Friday, January 6, 2012

Another relic from the pre-digital age...

Last month, the local phone company is again delivering stockpiles of phone books and yellow pages to our building. It's almost like an annual ritual. When the new one comes, we take it, trash the old one, and let it sit for another year.

But no more. I've long since given up claiming our copy of the phone book/yellow pages. We never use it anyways. Just a manual look-up for local numbers is not sufficient for me. With the web these days, we can search anywhere, anytime, without even getting my fingers dirty. Along the way, I'm hoping to save a few trees with the saved papers, printing, delivery, and ultimately, recycling.

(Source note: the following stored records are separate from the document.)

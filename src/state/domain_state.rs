use std::time::{Duration, Instant};

/// Tracks dispatch history for a single domain
///
/// Only the most recent dispatch matters for politeness; the count is kept
/// for statistics.
#[derive(Debug, Clone, Default)]
pub struct DomainState {
    /// Number of tasks dispatched to this domain
    pub request_count: u32,

    /// Timestamp of the last dispatch to this domain
    pub last_dispatch: Option<Instant>,
}

impl DomainState {
    /// Creates a new DomainState with no recorded dispatches
    pub fn new() -> Self {
        Self::default()
    }

    /// Checks if a task can be dispatched to this domain at `now`
    ///
    /// A domain that has never been dispatched to is always ready. Otherwise
    /// at least `delay` must have elapsed since the last dispatch; hitting the
    /// boundary exactly counts as ready.
    pub fn can_dispatch(&self, delay: Duration, now: Instant) -> bool {
        match self.last_dispatch {
            Some(last) => now.saturating_duration_since(last) >= delay,
            None => true,
        }
    }

    /// Records a dispatch, overwriting the previous timestamp
    pub fn record_dispatch(&mut self, now: Instant) {
        self.request_count = self.request_count.saturating_add(1);
        self.last_dispatch = Some(now);
    }

    /// Calculates the time until the next dispatch can be made
    ///
    /// Returns None if a dispatch can be made now.
    pub fn time_until_next_dispatch(&self, delay: Duration, now: Instant) -> Option<Duration> {
        let last = self.last_dispatch?;
        let elapsed = now.saturating_duration_since(last);
        if elapsed < delay {
            Some(delay - elapsed)
        } else {
            None
        }
    }
}
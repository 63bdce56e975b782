//! Ripple-Frontier: the crawl task scheduler
//!
//! This crate decides which discovered URL a crawl worker should fetch next.
//! It owns the crawl frontier, enforces per-domain politeness delays and a
//! global concurrency ceiling, and recovers from transient fetch failures with
//! an escalating retry backoff. Fetching itself is left to the caller.

pub mod config;
pub mod crawler;
pub mod filter;
pub mod output;
pub mod scheduler;
pub mod state;
pub mod url;

use thiserror::Error;

/// Main error type for Ripple-Frontier operations
#[derive(Debug, Error)]
pub enum FrontierError {
    #[error("Configuration error: {0}")]
    Config(#[from] ConfigError),

    #[error("URL error: {0}")]
    UrlError(#[from] UrlError),

    #[error("URL parse error: {0}")]
    UrlParse(#[from] ::url::ParseError),

    #[error("Invalid filter pattern: {0}")]
    Filter(#[from] regex::Error),

    #[error("IO error: {0}")]
    Io(#[from] std::io::Error),
}

/// Configuration-specific errors
#[derive(Debug, Error)]
pub enum ConfigError {
    #[error("Failed to read config file: {0}")]
    Io(#[from] std::io::Error),

    #[error("Failed to parse TOML: {0}")]
    Parse(#[from] toml::de::Error),

    #[error("Validation error: {0}")]
    Validation(String),

    #[error("Invalid domain pattern: {0}")]
    InvalidPattern(String),
}

/// URL-specific errors
#[derive(Debug, Clone, PartialEq, Eq, Error)]
pub enum UrlError {
    #[error("Failed to parse URL: {0}")]
    Parse(String),

    #[error("Invalid URL scheme: {0}")]
    InvalidScheme(String),

    #[error("Missing domain in URL")]
    MissingDomain,

    #[error("Malformed URL: {0}")]
    Malformed(String),
}

/// Result type alias for Ripple-Frontier operations
pub type Result<T> = std::result::Result<T, FrontierError>;

/// Result type alias for configuration operations
pub type ConfigResult<T> = std::result::Result<T, ConfigError>;

/// Result type alias for URL operations
pub type UrlResult<T> = std::result::Result<T, UrlError>;

// Re-export commonly used types
pub use config::{Config, SchedulerConfig};
pub use filter::{FilterChain, UrlFilter};
pub use output::{HealthReport, HealthStatus, StatsSnapshot};
pub use scheduler::{Priority, Rejection, Scheduler, Task, TaskId, TaskMetadata};
pub use state::TaskStatus;
pub use url::{extract_domain, normalize_url};
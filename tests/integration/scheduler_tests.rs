//! Integration tests for the scheduler
//!
//! These tests drive the public API the way a seed layer and a pool of
//! workers would, using explicit instants where timing matters.

use ripple_frontier::config::{parse_config, SchedulerConfig};
use ripple_frontier::filter::from_fn;
use ripple_frontier::scheduler::FailureOutcome;
use ripple_frontier::{
    Priority, Rejection, Scheduler, TaskId, TaskMetadata, TaskStatus,
};
use std::collections::HashMap;
use std::sync::atomic::{AtomicU64, AtomicUsize, Ordering};
use std::sync::Arc;
use std::thread;
use std::time::{Duration, Instant};

/// Creates a test configuration without politeness delays
fn create_test_config() -> SchedulerConfig {
    SchedulerConfig {
        max_concurrent_tasks: 10,
        max_depth: 5,
        default_domain_delay: 0,
        ..SchedulerConfig::default()
    }
}

fn started(config: SchedulerConfig) -> Scheduler {
    let scheduler = Scheduler::new(config);
    scheduler.start();
    scheduler
}

fn add(scheduler: &Scheduler, url: &str, depth: u32, priority: Priority) -> Result<TaskId, Rejection> {
    scheduler.add_url(url, depth, priority, TaskMetadata::new(), None)
}

#[test]
fn test_duplicate_rejected_before_completion() {
    let scheduler = started(create_test_config());

    let first = add(&scheduler, "https://a.example/x", 0, Priority::Normal);
    let second = add(&scheduler, "https://a.example/x", 0, Priority::Normal);

    assert!(first.is_ok());
    assert!(matches!(second, Err(Rejection::Duplicate { .. })));
    assert_eq!(scheduler.tracked_tasks(), 1);
}

#[test]
fn test_concurrency_ceiling_of_one() {
    let scheduler = started(SchedulerConfig {
        max_concurrent_tasks: 1,
        ..create_test_config()
    });
    let task1 = add(&scheduler, "https://a.example/1", 0, Priority::Normal).unwrap();
    let task2 = add(&scheduler, "https://b.example/2", 0, Priority::Normal).unwrap();

    let dispatched = scheduler.next_task().unwrap();
    assert_eq!(dispatched.id, task1);
    assert_eq!(scheduler.task_status(&task1), Some(TaskStatus::Running));

    assert!(scheduler.next_task().is_none());

    scheduler.mark_completed(&task1, None, &[]).unwrap();
    assert_eq!(scheduler.next_task().unwrap().id, task2);
}

#[test]
fn test_retry_until_failed() {
    let scheduler = started(create_test_config());
    let id = add(&scheduler, "https://a.example/flaky", 0, Priority::Normal).unwrap();
    let mut now = Instant::now();

    for expected_retry in 1..=3 {
        let task = scheduler.next_task_at(now).unwrap();
        assert_eq!(task.id, id);

        let outcome = scheduler.mark_failed_at(&id, "timeout", true, now).unwrap();
        assert!(matches!(
            outcome,
            FailureOutcome::Retrying { retry_count, .. } if retry_count == expected_retry
        ));

        let task = scheduler.get_task(&id).unwrap();
        assert_eq!(task.status, TaskStatus::Pending);
        assert_eq!(task.retry_count, expected_retry);

        now += Duration::from_secs(60);
    }

    scheduler.next_task_at(now).unwrap();
    let outcome = scheduler.mark_failed_at(&id, "timeout", true, now);
    assert_eq!(outcome, Some(FailureOutcome::Failed));

    let task = scheduler.get_task(&id).unwrap();
    assert_eq!(task.status, TaskStatus::Failed);
    assert_eq!(task.retry_count, 3);
    assert_eq!(task.error_message.as_deref(), Some("timeout"));
    assert!(scheduler.next_task_at(now).is_none());
}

Apparently, phone companies never catch on (or are they just totally clueless?). They should realize that I'm not alone in not taking our copy of the two-inch thick yellow page and phone book. Apparently almost everyone in the building seems to be doing the exact same thing. For weeks, the copies were sitting next to the mailbox in the foyer, brand new in plastic wraps, with no one bothering to even touching or breaking the plastics.

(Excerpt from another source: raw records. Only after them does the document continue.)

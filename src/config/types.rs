use serde::Deserialize;
use std::collections::HashMap;
use std::time::Duration;

/// Main configuration structure for Ripple-Frontier
#[derive(Debug, Clone, Default, Deserialize)]
#[serde(default)]
pub struct Config {
    /// Seed URLs admitted at depth 0 when the scheduler starts
    pub seeds: Vec<String>,

    pub scheduler: SchedulerConfig,

    pub filters: FilterConfig,
}

/// Scheduler behavior configuration
#[derive(Debug, Clone, Deserialize)]
#[serde(default)]
pub struct SchedulerConfig {
    /// Ceiling on the number of RUNNING tasks
    #[serde(rename = "max-concurrent-tasks")]
    pub max_concurrent_tasks: usize,

    /// Admission cutoff; tasks deeper than this are rejected
    #[serde(rename = "max-depth")]
    pub max_depth: u32,

    /// Minimum time between dispatches to the same domain (milliseconds)
    #[serde(rename = "default-domain-delay")]
    pub default_domain_delay: u64,

    /// Per-domain delay overrides (milliseconds), keyed by domain pattern
    #[serde(rename = "domain-delay-overrides")]
    pub domain_delay_overrides: HashMap<String, u64>,

    /// Escalating retry delays (milliseconds); the last value repeats
    #[serde(rename = "retry-backoff-schedule")]
    pub retry_backoff_schedule: Vec<u64>,

    /// Retries allowed before a task is terminally failed
    #[serde(rename = "max-retries")]
    pub max_retries: u32,

    /// Pending task count above which health reports queue overload
    #[serde(rename = "queue-overload-threshold")]
    pub queue_overload_threshold: usize,

    /// Fraction of the concurrency ceiling that counts as high load
    #[serde(rename = "high-load-ratio")]
    pub high_load_ratio: f64,

    /// Number of terminal tasks kept for lookup before the oldest are evicted
    #[serde(rename = "completed-retention")]
    pub completed_retention: usize,

    /// Longest a worker sleeps when no task is available (milliseconds)
    #[serde(rename = "idle-poll-interval")]
    pub idle_poll_interval: u64,
}

impl SchedulerConfig {
    pub fn default_delay(&self) -> Duration {
        Duration::from_millis(self.default_domain_delay)
    }

    pub fn backoff_schedule(&self) -> Vec<Duration> {
        self.retry_backoff_schedule
            .iter()
            .map(|ms| Duration::from_millis(*ms))
            .collect()
    }

    pub fn idle_poll(&self) -> Duration {
        Duration::from_millis(self.idle_poll_interval)
    }
}

impl Default for SchedulerConfig {
    fn default() -> Self {
        Self {
            max_concurrent_tasks: 10,
            max_depth: 5,
            default_domain_delay: 1000,
            domain_delay_overrides: HashMap::new(),
            retry_backoff_schedule: vec![1000, 5000, 15000],
            max_retries: 3,
            queue_overload_threshold: 10_000,
            high_load_ratio: 0.9,
            completed_retention: 100_000,
            idle_poll_interval: 100,
        }
    }
}

/// Data-driven URL filters, turned into filter predicates at startup
#[derive(Debug, Clone, Default, Deserialize)]
#[serde(default)]
pub struct FilterConfig {
    /// Domain patterns (e.g., "example.com" or "*.example.com"); empty allows any
    #[serde(rename = "allowed-domains")]
    pub allowed_domains: Vec<String>,

    /// Domain patterns that are never admitted
    #[serde(rename = "denied-domains")]
    pub denied_domains: Vec<String>,

    /// Regular expressions; a matching URL is rejected
    #[serde(rename = "deny-patterns")]
    pub deny_patterns: Vec<String>,

    /// Regular expressions; when non-empty a URL must match at least one
    #[serde(rename = "include-patterns")]
    pub include_patterns: Vec<String>,

    /// Maximum number of path segments; 0 disables the check
    #[serde(rename = "max-path-segments")]
    pub max_path_segments: usize,
}
//! Retry delays

use std::time::Duration;

/// Fixed escalating retry schedule
///
/// The n-th retry waits `schedule[n - 1]`; retries past the end of the
/// schedule reuse its last entry.
#[derive(Debug, Clone)]
pub struct RetryBackoff {
    schedule: Vec<Duration>,
}

impl RetryBackoff {
    pub fn new(schedule: Vec<Duration>) -> Self {
        Self { schedule }
    }

    /// Delay before retry number `attempt` (1-based)
    pub fn delay_for(&self, attempt: u32) -> Duration {
        let index = (attempt.max(1) - 1) as usize;
        self.schedule
            .get(index)
            .or_else(|| self.schedule.last())
            .copied()
            .unwrap_or(Duration::ZERO)
    }
}

impl Default for RetryBackoff {
    fn default() -> Self {
        Self::new(vec![
            Duration::from_secs(1),
            Duration::from_secs(5),
            Duration::from_secs(15),
        ])
    }
}

#[cfg(test)]
mod tests {
    use super::*;

    #[test]
    fn test_default_schedule() {
        let backoff = RetryBackoff::default();
        assert_eq!(backoff.delay_for(1), Duration::from_secs(1));
        assert_eq!(backoff.delay_for(2), Duration::from_secs(5));
        assert_eq!(backoff.delay_for(3), Duration::from_secs(15));
    }

    #[test]
    fn test_capped_at_last_value() {
        let backoff = RetryBackoff::default();
        assert_eq!(backoff.delay_for(4), Duration::from_secs(15));
        assert_eq!(backoff.delay_for(40), Duration::from_secs(15));
    }

    #[test]
    fn test_attempt_zero_uses_first_entry() {
        let backoff = RetryBackoff::new(vec![Duration::from_millis(250)]);
        assert_eq!(backoff.delay_for(0), Duration::from_millis(250));
    }

    #[test]
    fn test_empty_schedule_means_no_delay() {
        let backoff = RetryBackoff::new(vec![]);
        assert_eq!(backoff.delay_for(1), Duration::ZERO);
    }
}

Today, all of them were gone. I reckon, the building management folks must have had enough of it. And since no one was touching them, it's just sitting trash. I really, really hope that they have recycled all those papers, rather than just dumping them in trash.

I'm suspecting, the phone companies are using the print copies' numbers as evidence to their advertisers (if anyone still cares to put paid advertisements in those phone books and yellow pages) to drum up sales, much like newspaper companies do with tons of giveaway copies of the newspapers, much like WSJ did in the scandal of massaged numbers in circulation. If that is the case, the only way that this whole relic would die (which it should have had, long time ago), is for the advertisers to wise up one day, and realize that all of their advertising dollars in those phone books and yellow pages are money down the drain, because no one ever reads or uses them anymore.